[YOUR ASSIGNMENT]:
Write out, exactly as they stand, the line containing "various beampath functions." and all subsequent lines up to and including the final line of the records.

[RECORDS FOR THIS TASK]:
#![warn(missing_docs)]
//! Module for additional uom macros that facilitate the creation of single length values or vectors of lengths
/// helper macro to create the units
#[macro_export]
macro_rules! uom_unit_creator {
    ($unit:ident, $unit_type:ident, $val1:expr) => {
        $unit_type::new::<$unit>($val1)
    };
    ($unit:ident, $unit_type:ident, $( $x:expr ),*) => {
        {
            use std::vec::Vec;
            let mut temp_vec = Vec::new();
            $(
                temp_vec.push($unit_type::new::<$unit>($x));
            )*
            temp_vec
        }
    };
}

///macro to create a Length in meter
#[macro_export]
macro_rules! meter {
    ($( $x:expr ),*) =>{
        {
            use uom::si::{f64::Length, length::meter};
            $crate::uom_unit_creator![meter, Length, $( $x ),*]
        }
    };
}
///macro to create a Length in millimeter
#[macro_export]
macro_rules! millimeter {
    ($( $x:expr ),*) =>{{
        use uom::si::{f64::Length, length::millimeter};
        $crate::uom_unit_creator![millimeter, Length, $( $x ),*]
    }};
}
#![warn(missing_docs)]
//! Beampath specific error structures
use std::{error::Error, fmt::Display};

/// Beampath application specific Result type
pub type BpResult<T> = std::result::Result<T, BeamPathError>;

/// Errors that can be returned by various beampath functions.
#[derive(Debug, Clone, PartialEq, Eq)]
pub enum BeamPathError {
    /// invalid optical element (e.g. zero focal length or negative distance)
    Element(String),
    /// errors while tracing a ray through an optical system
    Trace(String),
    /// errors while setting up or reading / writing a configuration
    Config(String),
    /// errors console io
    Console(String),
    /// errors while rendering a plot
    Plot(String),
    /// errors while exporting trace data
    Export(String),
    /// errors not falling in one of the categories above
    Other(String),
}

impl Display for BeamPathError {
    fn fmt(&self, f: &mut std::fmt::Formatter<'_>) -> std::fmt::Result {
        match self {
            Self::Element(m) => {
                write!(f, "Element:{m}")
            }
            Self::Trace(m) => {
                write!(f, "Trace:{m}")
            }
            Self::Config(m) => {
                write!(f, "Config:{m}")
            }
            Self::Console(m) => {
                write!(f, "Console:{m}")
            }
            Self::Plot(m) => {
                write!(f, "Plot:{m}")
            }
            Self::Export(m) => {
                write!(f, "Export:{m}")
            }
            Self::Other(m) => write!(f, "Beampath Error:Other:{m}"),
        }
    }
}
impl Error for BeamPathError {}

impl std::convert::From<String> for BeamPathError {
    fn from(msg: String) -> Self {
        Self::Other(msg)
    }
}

[SOLUTION BELOW]:
/// Errors that can be returned by various beampath functions.
#[derive(Debug, Clone, PartialEq, Eq)]
pub enum BeamPathError {
    /// invalid optical element (e.g. zero focal length or negative distance)
    Element(String),
    /// errors while tracing a ray through an optical system
    Trace(String),
    /// errors while setting up or reading / writing a configuration
    Config(String),
    /// errors console io
    Console(String),
    /// errors while rendering a plot
    Plot(String),
    /// errors while exporting trace data
    Export(String),
    /// errors not falling in one of the categories above
    Other(String),
}

impl Display for BeamPathError {
    fn fmt(&self, f: &mut std::fmt::Formatter<'_>) -> std::fmt::Result {
        match self {
            Self::Element(m) => {
                write!(f, "Element:{m}")
            }
            Self::Trace(m) => {
                write!(f, "Trace:{m}")
            }
            Self::Config(m) => {
                write!(f, "Config:{m}")
            }
            Self::Console(m) => {
                write!(f, "Console:{m}")
            }
            Self::Plot(m) => {
                write!(f, "Plot:{m}")
            }
            Self::Export(m) => {
                write!(f, "Export:{m}")
            }
            Self::Other(m) => write!(f, "Beampath Error:Other:{m}"),
        }
    }
}
impl Error for BeamPathError {}

impl std::convert::From<String> for BeamPathError {
    fn from(msg: String) -> Self {
        Self::Other(msg)
    }
}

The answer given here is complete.